During a break in my two-hour driving lessons this week, my driving instructor lit up a cigarette comme d'habitude (as usual) and asked me about sociology. I explained to her in my limited French that one thing we do is look for patterns in social interactions and that many social patterns are in fact universal across societies. She was skeptical and suggested that in France, the social classes are quite distinctive and separate from each other. I suggested to her that all societies have social classes or social distinctions of some type, but that it is mostly in the details that the differences exist between societies. This is perhaps the main point of most of my blog posts over the past 11 months. Social or cultural differences exist, but by and large, culture itself is the same force in France as it is in the U.S. or anywhere else.
For example, this past weekend, we spent an entire day with French families, first at an all-day soccer tournament in another French riviera town, St. Cyr-sur-Mer and then at a barbecue in the evening among friends closer to Aix. The language we spoke all day was not our own, but the interactions, the conversation topics, the way we spent our time were all very familiar. We have found a new football club for next year with similar esprit d'équipe (team spirit) and inclusiveness as we had in Seattle. The families all support each other, traveling, sitting and picnicking together at the tournaments we've attended. Over the course of the past Saturday, we shared chairs, coffee, snacks, we cared for the coach's young daughters, and we even celebrated the end of the saison (season), with a team visit to the beach to cool off in the Med. Later in the evening, our family attended a barbecue at my husband's colleague's home among friends we have met through him and his wife. Like in Seattle, we shared stories, jokes, and observations over delicious food and good wine; the bonus was that we actually could follow some of the conversations better and participate more actively.
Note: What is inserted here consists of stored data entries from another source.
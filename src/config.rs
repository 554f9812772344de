//! Configuration management for raster-tiler.
//!
//! This module provides the command-line interface, which supports:
//! - Command-line arguments via clap
//! - Environment variables with `RTILER_` prefix
//! - Sensible defaults for all optional settings
//!
//! # Example
//!
//! ```
//! use clap::Parser;
//! use raster_tiler::config::{Cli, Command};
//!
//! let cli = Cli::parse_from(["raster-tiler", "info", "scan.tif", "--json"]);
//! match cli.command {
//!     Command::Info(config) => assert!(config.json),
//!     _ => unreachable!(),
//! }
//! ```
//!
//! # Environment Variables
//!
//! - `RTILER_BLOCK_SIZE` - Tile edge length in pixels (default: 256)
//! - `RTILER_WORKERS` - Concurrent tile requests for `pyramid` (default: 4)
//! - `RTILER_CACHE_BYTES` - Tile cache capacity in bytes (default: 64MB)
//! - `RTILER_OUTPUT_DIR` - Output directory for `pyramid`

use std::path::PathBuf;

use clap::{Args, Parser, Subcommand};

use crate::raster::DEFAULT_BLOCK_SIZE;
use crate::tile::DEFAULT_TILE_CACHE_CAPACITY;

// =============================================================================
// Default Values
// =============================================================================

/// Default number of concurrent tile requests.
pub const DEFAULT_WORKERS: usize = 4;

// =============================================================================
// CLI Arguments
// =============================================================================

/// raster-tiler - Multi-resolution tile pyramids for raster images.
#[derive(Parser, Debug, Clone)]
#[command(name = "raster-tiler")]
#[command(author, version, about, long_about = None)]
pub struct Cli {
    /// Enable verbose logging (debug level).
    #[arg(short, long, global = true, default_value_t = false)]
    pub verbose: bool,

    #[command(subcommand)]
    pub command: Command,
}

#[derive(Subcommand, Debug, Clone)]
pub enum Command {
    /// Print raster metadata and pyramid geometry.
    Info(InfoConfig),

    /// Generate a single tile and write it as PNG.
    Tile(TileConfig),

    /// Generate every tile of every level into a directory tree.
    Pyramid(PyramidConfig),
}

impl Command {
    /// Validate the selected subcommand's arguments.
    pub fn validate(&self) -> Result<(), String> {
        match self {
            Command::Info(config) => config.validate(),
            Command::Tile(config) => config.validate(),
            Command::Pyramid(config) => config.validate(),
        }
    }
}

fn validate_block_size(block_size: u32) -> Result<(), String> {
    if block_size == 0 {
        return Err("block_size must be greater than 0".to_string());
    }
    Ok(())
}

// =============================================================================
// Info
// =============================================================================

#[derive(Args, Debug, Clone)]
pub struct InfoConfig {
    /// Path to the raster image (PNG or TIFF).
    pub path: PathBuf,

    /// Tile edge length in pixels.
    #[arg(long, default_value_t = DEFAULT_BLOCK_SIZE, env = "RTILER_BLOCK_SIZE")]
    pub block_size: u32,

    /// Print as JSON instead of plain text.
    #[arg(long, default_value_t = false)]
    pub json: bool,
}

impl InfoConfig {
    pub fn validate(&self) -> Result<(), String> {
        validate_block_size(self.block_size)
    }
}

// =============================================================================
// Tile
// =============================================================================

#[derive(Args, Debug, Clone)]
pub struct TileConfig {
    /// Path to the raster image (PNG or TIFF).
    pub path: PathBuf,

    /// Tile column (0-indexed from left).
    #[arg(long)]
    pub col: u32,

    /// Tile row (0-indexed from top).
    #[arg(long)]
    pub row: u32,

    /// Pyramid level (0 = coarsest).
    #[arg(long)]
    pub level: u32,

    /// Output PNG file.
    #[arg(short, long)]
    pub output: PathBuf,

    /// Tile edge length in pixels.
    #[arg(long, default_value_t = DEFAULT_BLOCK_SIZE, env = "RTILER_BLOCK_SIZE")]
    pub block_size: u32,
}

impl TileConfig {
    pub fn validate(&self) -> Result<(), String> {
        validate_block_size(self.block_size)
    }
}

// =============================================================================
// Pyramid
// =============================================================================

#[derive(Args, Debug, Clone)]
pub struct PyramidConfig {
    /// Path to the raster image (PNG or TIFF).
    pub path: PathBuf,

    /// Directory receiving `<level>/<col>_<row>.png`.
    #[arg(short, long, env = "RTILER_OUTPUT_DIR")]
    pub output_dir: PathBuf,

    /// Tile edge length in pixels.
    #[arg(long, default_value_t = DEFAULT_BLOCK_SIZE, env = "RTILER_BLOCK_SIZE")]
    pub block_size: u32,

    /// Maximum number of tiles generated concurrently.
    #[arg(long, default_value_t = DEFAULT_WORKERS, env = "RTILER_WORKERS")]
    pub workers: usize,

    /// Tile cache capacity in bytes.
    #[arg(long, default_value_t = DEFAULT_TILE_CACHE_CAPACITY, env = "RTILER_CACHE_BYTES")]
    pub cache_bytes: usize,
}

impl PyramidConfig {
    /// Validate the configuration and return an error message if invalid.
    pub fn validate(&self) -> Result<(), String> {
        validate_block_size(self.block_size)?;
        if self.workers == 0 {
            return Err("workers must be greater than 0".to_string());
        }
        if self.cache_bytes == 0 {
            return Err("cache_bytes must be greater than 0".to_string());
        }
        Ok(())
    }
}

// =============================================================================
// Tests
// =============================================================================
Both social events thus were very similar to our experiences at home, but in the cultural details they were different. First, there is that way that the French have, to take things so easily, that je ne sais quoi (this means literally, 'I don't know what', and we use it to signify an undescribable quality). The endless waiting at soccer tournaments is nothing new to us, but as we got into the afternoon, still under the unrelentless southern sun with some of us sitting on the bare ground, and with the lack of any posted information about the next matches or if we'd qualified for the remaining rounds, my family was beginning to get antsy. Yet no one else was sighing, or rolling their eyes, and the kids, young and old, were amazingly patient over the long hours, entertaining themselves with our son's i-pod or playing different kinds of games with a soccer ball. As we've noticed at many other tournaments, the French families seem to rarely obsess about time or the lack of information, good parking options or plentiful bathroom facilities. They just shrug and patiently hang out. I've seen this same je ne sais quoi at the grocery store when a growing line of shoppers stands expressionlessly while the little old lady at the front counts out her coins and slowly packs her grocery sack. Even the cashier sits patiently. Such nonchalance also extends to social evenings, where arrival times are never expected to be precise, we can bring something to share or nothing, and the meals begin and end late. It seems our family is always the first to leave these evenings, this time departing the barbecue 'early', at midnight, just after eating dessert.
I have a theory that the quality of taking things easily is related to cigarette smoking. Unlike in the U.S. where we encounter very few cigarette smokers in our social circles, there are many, many adult smokers here (and unfortunately young ones too), spread across all social classes. I figure that almost half of the football parents smoke as does the coach (and he is not the only coach we know who smokes regularly), and on our other son's rugby team, I'd say half of the mothers smoke, and among our French friends outside of sports, perhaps one-third smoke. My driving instructor smokes, and all along our street, rug merchants, tattoo parlor owners, hair stylists, and restaurant staff all stand outside for short smoke breaks many times a day. Cigarette smoking is not looked down upon here; it is a cultural norm, and the act of smoking itself does force one to slow down. Yet, because it's so common, I have begun to wonder if the effects of the nicotine in fact help foster the relaxed attitudes that the French have about schedules, parking, and waiting? Because I've never been a smoker, I can't say for sure, but might the apparent cultural distinction be related to a physiological effect resulting from nicotine? I say this, because I happen to know that despite the apparent casualness towards planning, the French families are just like our family friends in Seattle in that they spend time and energy preparing and organizing. They prepare lovely meals for guests and have endless bottles of wine, they put together amazing salads and snacks for tournaments, they pack their cars with portable picnic equipment and parasols and even bathing suits for possible beach outings. This is all a lot of work. Maybe the smoking helps lower the stress of remembering the details? Whatever it is, we are not planning to adopt the smoking habit ourselves, but I think we are beginning to learn to take things quite a bit more easily here. That's a good thing, especially now, when the summer heat makes everything slow down anyway.